Your assignment ▸ Lines from the top of the entries down to the line with "set, a per-item" must be set down exactly as they stand, with both ends retained.

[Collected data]
──────────────────────────────
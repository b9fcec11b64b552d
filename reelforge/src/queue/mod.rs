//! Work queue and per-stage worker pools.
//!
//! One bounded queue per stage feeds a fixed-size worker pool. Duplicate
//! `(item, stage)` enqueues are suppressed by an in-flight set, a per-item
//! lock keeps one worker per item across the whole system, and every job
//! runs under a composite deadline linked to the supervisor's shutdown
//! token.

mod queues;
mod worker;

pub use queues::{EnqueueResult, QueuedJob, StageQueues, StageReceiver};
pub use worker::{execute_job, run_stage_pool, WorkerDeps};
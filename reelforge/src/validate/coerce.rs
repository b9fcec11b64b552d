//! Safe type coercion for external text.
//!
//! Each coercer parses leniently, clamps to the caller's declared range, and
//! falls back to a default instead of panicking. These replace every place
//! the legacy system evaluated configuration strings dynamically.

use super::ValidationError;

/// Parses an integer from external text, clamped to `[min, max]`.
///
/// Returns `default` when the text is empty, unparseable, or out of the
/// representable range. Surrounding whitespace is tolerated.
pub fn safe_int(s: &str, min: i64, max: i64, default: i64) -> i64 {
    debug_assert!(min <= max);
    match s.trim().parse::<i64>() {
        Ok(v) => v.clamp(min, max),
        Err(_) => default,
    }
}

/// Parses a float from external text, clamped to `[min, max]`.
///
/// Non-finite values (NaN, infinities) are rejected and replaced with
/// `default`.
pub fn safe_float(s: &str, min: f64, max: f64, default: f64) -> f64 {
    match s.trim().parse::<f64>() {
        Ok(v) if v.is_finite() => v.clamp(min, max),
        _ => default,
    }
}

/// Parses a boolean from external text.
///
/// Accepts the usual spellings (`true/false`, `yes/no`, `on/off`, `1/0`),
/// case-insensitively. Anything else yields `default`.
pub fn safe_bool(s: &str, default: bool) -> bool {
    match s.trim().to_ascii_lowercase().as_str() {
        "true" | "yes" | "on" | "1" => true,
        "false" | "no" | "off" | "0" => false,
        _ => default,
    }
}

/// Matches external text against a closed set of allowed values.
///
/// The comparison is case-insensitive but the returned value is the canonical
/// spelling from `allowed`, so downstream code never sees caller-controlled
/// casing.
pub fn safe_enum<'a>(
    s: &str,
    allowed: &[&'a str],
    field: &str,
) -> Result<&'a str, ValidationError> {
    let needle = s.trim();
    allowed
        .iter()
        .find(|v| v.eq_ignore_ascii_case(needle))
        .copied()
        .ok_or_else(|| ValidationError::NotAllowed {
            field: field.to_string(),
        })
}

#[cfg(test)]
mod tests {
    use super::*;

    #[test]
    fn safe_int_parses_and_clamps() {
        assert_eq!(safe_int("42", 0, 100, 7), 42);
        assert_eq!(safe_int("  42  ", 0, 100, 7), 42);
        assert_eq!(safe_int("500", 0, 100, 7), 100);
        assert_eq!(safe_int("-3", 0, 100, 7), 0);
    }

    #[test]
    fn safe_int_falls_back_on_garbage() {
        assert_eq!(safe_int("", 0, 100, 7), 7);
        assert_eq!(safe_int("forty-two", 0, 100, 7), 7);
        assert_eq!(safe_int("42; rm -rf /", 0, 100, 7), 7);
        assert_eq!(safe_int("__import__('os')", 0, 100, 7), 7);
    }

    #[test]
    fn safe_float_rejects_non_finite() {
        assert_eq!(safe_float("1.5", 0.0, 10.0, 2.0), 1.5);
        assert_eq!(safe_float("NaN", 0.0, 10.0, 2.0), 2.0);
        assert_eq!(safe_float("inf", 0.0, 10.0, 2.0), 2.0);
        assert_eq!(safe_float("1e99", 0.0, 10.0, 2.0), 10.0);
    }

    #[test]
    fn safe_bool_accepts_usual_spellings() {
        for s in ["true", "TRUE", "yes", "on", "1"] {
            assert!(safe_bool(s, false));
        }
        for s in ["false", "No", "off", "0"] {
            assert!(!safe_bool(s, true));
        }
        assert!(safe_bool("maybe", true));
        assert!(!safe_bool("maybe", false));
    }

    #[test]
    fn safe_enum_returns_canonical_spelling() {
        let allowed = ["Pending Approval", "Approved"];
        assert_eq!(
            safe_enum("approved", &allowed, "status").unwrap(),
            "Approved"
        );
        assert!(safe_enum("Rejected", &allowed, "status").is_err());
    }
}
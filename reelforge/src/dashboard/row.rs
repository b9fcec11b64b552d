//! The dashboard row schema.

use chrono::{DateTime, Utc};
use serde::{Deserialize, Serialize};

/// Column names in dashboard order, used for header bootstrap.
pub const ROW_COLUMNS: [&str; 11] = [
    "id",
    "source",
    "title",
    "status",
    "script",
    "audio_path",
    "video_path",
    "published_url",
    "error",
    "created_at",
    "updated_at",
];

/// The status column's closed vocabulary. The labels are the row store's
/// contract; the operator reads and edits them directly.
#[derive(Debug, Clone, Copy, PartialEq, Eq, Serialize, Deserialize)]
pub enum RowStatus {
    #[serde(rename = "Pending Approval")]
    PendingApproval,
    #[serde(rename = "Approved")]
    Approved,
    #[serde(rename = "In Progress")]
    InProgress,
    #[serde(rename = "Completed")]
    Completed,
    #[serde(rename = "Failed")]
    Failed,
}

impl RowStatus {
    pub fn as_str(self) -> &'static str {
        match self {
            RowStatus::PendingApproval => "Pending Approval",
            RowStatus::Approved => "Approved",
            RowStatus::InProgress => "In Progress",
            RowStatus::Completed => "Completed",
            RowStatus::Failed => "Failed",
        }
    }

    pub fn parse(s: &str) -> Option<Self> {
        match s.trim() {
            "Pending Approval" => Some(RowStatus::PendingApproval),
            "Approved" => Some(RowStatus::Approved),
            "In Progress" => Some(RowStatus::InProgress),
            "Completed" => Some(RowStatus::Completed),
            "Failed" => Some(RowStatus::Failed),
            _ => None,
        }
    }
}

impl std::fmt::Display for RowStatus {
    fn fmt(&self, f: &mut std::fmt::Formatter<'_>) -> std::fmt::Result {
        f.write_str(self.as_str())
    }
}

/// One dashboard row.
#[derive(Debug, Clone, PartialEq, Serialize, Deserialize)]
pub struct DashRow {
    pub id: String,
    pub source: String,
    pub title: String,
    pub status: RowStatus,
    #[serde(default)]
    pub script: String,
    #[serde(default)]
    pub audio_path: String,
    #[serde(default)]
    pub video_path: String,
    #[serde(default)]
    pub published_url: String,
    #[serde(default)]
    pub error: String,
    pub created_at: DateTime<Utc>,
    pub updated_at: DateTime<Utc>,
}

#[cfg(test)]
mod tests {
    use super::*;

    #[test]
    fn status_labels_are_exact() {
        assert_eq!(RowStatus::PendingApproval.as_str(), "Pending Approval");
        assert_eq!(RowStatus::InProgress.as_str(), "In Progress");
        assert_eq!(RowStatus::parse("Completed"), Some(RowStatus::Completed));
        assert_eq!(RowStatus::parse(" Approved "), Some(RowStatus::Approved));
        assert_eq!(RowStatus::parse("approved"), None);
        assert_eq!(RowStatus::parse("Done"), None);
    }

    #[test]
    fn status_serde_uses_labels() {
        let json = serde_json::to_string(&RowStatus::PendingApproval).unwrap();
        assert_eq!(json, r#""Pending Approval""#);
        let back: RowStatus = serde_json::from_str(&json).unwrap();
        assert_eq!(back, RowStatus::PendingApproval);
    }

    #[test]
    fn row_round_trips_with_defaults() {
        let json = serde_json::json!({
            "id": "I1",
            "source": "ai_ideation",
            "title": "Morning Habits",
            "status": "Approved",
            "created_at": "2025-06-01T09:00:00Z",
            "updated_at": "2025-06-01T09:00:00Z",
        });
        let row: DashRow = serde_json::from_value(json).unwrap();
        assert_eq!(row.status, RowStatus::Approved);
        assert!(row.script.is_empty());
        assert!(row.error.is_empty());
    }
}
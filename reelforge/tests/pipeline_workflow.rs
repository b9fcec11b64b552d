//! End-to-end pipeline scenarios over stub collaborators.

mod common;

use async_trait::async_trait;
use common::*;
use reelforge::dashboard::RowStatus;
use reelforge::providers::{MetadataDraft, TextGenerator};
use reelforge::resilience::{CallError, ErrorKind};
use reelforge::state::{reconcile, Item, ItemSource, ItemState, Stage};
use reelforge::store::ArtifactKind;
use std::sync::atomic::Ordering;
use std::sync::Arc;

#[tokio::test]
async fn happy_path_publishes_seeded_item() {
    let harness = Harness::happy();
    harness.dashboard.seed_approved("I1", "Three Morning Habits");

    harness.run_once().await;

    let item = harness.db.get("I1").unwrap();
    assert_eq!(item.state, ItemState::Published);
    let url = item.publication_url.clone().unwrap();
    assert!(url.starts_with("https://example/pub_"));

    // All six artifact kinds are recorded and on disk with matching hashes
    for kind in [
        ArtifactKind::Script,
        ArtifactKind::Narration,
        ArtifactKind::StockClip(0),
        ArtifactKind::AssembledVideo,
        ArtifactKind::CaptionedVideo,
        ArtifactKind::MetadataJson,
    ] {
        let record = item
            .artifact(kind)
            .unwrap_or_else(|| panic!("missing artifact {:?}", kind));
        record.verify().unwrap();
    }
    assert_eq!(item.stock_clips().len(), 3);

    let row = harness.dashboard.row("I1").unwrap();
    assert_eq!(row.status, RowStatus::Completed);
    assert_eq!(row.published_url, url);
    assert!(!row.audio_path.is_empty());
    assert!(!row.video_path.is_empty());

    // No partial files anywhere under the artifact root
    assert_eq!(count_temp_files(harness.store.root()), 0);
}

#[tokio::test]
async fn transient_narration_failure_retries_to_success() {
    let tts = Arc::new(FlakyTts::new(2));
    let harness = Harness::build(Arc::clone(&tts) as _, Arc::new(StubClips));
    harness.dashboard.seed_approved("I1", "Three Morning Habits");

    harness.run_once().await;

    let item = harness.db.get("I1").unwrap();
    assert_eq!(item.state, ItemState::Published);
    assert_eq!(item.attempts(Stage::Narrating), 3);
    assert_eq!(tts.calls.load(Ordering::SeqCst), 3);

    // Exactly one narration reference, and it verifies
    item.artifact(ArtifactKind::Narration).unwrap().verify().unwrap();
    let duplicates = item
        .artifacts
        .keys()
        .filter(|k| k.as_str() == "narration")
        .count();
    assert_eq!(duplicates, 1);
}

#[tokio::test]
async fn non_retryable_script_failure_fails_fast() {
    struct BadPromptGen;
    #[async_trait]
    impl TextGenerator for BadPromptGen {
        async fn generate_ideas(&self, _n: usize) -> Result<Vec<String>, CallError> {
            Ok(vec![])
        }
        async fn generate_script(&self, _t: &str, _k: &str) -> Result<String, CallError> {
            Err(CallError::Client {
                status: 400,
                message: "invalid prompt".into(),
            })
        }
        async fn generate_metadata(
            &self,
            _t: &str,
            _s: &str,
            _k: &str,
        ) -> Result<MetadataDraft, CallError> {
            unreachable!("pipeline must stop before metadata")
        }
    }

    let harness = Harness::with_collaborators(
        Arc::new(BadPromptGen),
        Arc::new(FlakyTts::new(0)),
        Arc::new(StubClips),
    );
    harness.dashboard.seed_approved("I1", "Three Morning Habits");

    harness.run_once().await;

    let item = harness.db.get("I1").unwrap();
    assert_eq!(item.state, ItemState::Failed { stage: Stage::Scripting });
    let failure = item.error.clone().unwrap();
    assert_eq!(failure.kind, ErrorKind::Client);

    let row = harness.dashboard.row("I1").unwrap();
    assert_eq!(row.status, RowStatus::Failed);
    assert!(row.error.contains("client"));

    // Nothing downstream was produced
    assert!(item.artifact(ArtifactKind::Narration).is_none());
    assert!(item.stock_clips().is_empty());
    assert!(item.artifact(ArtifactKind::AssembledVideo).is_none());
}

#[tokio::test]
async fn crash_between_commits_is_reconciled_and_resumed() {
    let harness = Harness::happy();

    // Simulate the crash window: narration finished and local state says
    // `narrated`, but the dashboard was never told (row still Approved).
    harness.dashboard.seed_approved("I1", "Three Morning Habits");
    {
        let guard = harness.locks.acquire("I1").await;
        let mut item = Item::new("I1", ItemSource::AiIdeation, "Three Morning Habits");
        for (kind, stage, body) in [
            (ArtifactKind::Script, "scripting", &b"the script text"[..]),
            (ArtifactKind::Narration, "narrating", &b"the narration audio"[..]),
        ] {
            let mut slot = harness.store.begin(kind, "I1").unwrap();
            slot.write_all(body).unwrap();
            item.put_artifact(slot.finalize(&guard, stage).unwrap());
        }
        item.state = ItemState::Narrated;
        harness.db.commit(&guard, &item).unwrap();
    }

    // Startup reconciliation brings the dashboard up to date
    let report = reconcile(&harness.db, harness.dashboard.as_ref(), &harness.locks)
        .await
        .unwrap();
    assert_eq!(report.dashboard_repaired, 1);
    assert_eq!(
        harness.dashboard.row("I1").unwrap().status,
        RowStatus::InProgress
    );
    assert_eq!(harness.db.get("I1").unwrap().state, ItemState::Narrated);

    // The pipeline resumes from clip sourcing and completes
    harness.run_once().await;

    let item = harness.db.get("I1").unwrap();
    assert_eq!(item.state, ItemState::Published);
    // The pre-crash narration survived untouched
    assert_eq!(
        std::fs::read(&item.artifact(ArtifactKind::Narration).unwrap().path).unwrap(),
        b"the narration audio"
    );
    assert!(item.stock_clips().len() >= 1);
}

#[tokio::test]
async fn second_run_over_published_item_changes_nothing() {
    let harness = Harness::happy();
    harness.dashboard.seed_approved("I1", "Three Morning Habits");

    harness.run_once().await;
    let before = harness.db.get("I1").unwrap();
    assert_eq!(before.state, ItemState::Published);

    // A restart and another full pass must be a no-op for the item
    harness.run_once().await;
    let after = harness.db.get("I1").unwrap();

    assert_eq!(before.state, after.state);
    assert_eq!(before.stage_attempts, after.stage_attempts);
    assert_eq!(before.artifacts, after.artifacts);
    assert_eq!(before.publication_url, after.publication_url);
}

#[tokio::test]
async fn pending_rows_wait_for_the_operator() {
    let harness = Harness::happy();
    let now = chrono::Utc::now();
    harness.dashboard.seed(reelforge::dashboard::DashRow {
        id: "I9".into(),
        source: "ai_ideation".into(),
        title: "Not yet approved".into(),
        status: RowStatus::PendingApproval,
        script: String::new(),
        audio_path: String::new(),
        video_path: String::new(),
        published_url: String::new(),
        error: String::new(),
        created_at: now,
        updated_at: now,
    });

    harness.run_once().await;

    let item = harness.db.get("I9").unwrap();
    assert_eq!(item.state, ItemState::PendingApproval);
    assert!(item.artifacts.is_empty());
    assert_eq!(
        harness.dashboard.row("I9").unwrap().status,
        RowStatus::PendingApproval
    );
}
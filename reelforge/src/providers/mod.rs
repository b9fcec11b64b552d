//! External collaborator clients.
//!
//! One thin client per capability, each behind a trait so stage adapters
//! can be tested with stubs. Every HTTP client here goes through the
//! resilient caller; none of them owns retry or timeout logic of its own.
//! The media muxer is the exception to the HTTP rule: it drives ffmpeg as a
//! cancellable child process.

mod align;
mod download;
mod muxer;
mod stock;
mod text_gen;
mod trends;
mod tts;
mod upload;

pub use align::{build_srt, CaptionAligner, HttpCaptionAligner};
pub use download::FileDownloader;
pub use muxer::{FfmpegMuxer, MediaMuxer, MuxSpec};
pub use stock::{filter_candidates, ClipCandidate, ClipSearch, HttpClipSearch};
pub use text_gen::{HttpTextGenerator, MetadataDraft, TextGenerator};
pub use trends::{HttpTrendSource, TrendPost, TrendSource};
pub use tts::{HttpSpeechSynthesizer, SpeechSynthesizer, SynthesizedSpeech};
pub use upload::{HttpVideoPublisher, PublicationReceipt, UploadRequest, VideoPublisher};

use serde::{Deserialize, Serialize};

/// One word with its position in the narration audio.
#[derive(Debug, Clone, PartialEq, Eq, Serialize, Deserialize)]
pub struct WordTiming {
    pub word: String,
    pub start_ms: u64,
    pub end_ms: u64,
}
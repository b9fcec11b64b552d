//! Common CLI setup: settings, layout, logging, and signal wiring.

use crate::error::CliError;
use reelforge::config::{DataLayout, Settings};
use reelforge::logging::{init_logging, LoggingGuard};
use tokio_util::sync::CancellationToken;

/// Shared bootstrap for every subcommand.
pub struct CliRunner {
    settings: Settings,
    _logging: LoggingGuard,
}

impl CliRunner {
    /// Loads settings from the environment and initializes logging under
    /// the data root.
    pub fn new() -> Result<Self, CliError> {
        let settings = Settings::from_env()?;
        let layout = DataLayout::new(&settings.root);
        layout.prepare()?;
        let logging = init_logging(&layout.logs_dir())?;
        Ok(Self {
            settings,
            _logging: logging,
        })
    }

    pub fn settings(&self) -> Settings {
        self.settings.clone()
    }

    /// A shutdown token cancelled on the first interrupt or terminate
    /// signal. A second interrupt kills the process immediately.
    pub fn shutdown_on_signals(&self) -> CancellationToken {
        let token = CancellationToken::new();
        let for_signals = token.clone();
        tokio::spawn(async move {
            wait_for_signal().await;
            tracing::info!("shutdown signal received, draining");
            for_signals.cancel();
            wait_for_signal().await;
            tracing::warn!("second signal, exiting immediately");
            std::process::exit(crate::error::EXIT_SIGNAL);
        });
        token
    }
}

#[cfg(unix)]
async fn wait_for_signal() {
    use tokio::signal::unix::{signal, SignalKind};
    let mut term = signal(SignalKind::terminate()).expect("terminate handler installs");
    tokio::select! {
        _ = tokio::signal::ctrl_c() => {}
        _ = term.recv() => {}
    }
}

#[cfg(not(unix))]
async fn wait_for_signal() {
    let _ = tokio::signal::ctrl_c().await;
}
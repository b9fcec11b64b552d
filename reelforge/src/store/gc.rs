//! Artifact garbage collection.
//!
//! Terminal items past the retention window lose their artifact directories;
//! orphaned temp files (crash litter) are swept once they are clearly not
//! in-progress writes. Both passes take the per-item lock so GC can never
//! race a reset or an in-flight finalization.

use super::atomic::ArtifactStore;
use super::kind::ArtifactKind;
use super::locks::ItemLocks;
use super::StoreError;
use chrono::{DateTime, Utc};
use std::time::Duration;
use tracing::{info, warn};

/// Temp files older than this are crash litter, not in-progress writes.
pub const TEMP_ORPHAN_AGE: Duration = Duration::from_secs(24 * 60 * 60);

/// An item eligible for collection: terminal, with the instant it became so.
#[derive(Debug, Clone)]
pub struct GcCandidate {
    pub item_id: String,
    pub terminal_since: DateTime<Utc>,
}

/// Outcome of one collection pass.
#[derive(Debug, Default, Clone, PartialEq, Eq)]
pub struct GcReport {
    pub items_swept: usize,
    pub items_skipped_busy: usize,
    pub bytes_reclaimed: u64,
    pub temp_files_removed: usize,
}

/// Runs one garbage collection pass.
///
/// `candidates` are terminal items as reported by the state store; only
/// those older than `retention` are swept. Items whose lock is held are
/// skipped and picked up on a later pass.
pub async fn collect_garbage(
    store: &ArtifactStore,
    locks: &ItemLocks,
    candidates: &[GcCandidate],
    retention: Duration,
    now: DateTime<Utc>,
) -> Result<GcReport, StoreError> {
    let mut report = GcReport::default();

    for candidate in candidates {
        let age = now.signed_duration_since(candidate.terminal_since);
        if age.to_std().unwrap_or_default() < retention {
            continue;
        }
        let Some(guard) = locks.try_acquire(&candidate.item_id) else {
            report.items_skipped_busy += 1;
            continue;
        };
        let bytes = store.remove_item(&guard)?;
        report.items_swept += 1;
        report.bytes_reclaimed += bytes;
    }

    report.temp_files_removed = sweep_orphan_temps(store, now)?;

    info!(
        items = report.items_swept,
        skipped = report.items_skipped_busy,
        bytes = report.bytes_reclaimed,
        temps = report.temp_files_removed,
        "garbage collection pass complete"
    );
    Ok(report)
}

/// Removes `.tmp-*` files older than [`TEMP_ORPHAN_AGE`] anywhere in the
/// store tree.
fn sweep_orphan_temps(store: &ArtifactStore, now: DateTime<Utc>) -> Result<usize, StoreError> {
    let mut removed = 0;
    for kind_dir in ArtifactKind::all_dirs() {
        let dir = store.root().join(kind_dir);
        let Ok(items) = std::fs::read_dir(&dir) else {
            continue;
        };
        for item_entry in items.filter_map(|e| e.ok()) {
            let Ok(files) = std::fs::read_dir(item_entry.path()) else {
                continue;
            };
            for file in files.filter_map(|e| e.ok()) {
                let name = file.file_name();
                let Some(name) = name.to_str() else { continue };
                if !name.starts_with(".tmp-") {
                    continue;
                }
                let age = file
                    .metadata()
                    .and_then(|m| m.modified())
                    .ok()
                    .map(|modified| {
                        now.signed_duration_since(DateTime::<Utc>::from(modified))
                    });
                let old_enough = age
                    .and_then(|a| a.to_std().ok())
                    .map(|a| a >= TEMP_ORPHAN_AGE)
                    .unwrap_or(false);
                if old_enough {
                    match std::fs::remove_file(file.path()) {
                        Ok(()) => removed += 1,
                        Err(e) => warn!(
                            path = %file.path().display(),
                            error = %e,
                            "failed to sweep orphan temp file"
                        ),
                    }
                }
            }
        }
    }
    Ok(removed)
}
──────────────────────────────
Exercise response ▸
repository b9fcec11b64b552d
filename reelforge/src/queue/mod.rs
//! Work queue and per-stage worker pools.
//!
//! One bounded queue per stage feeds a fixed-size worker pool. Duplicate
//! `(item, stage)` enqueues are suppressed by an in-flight set, a per-item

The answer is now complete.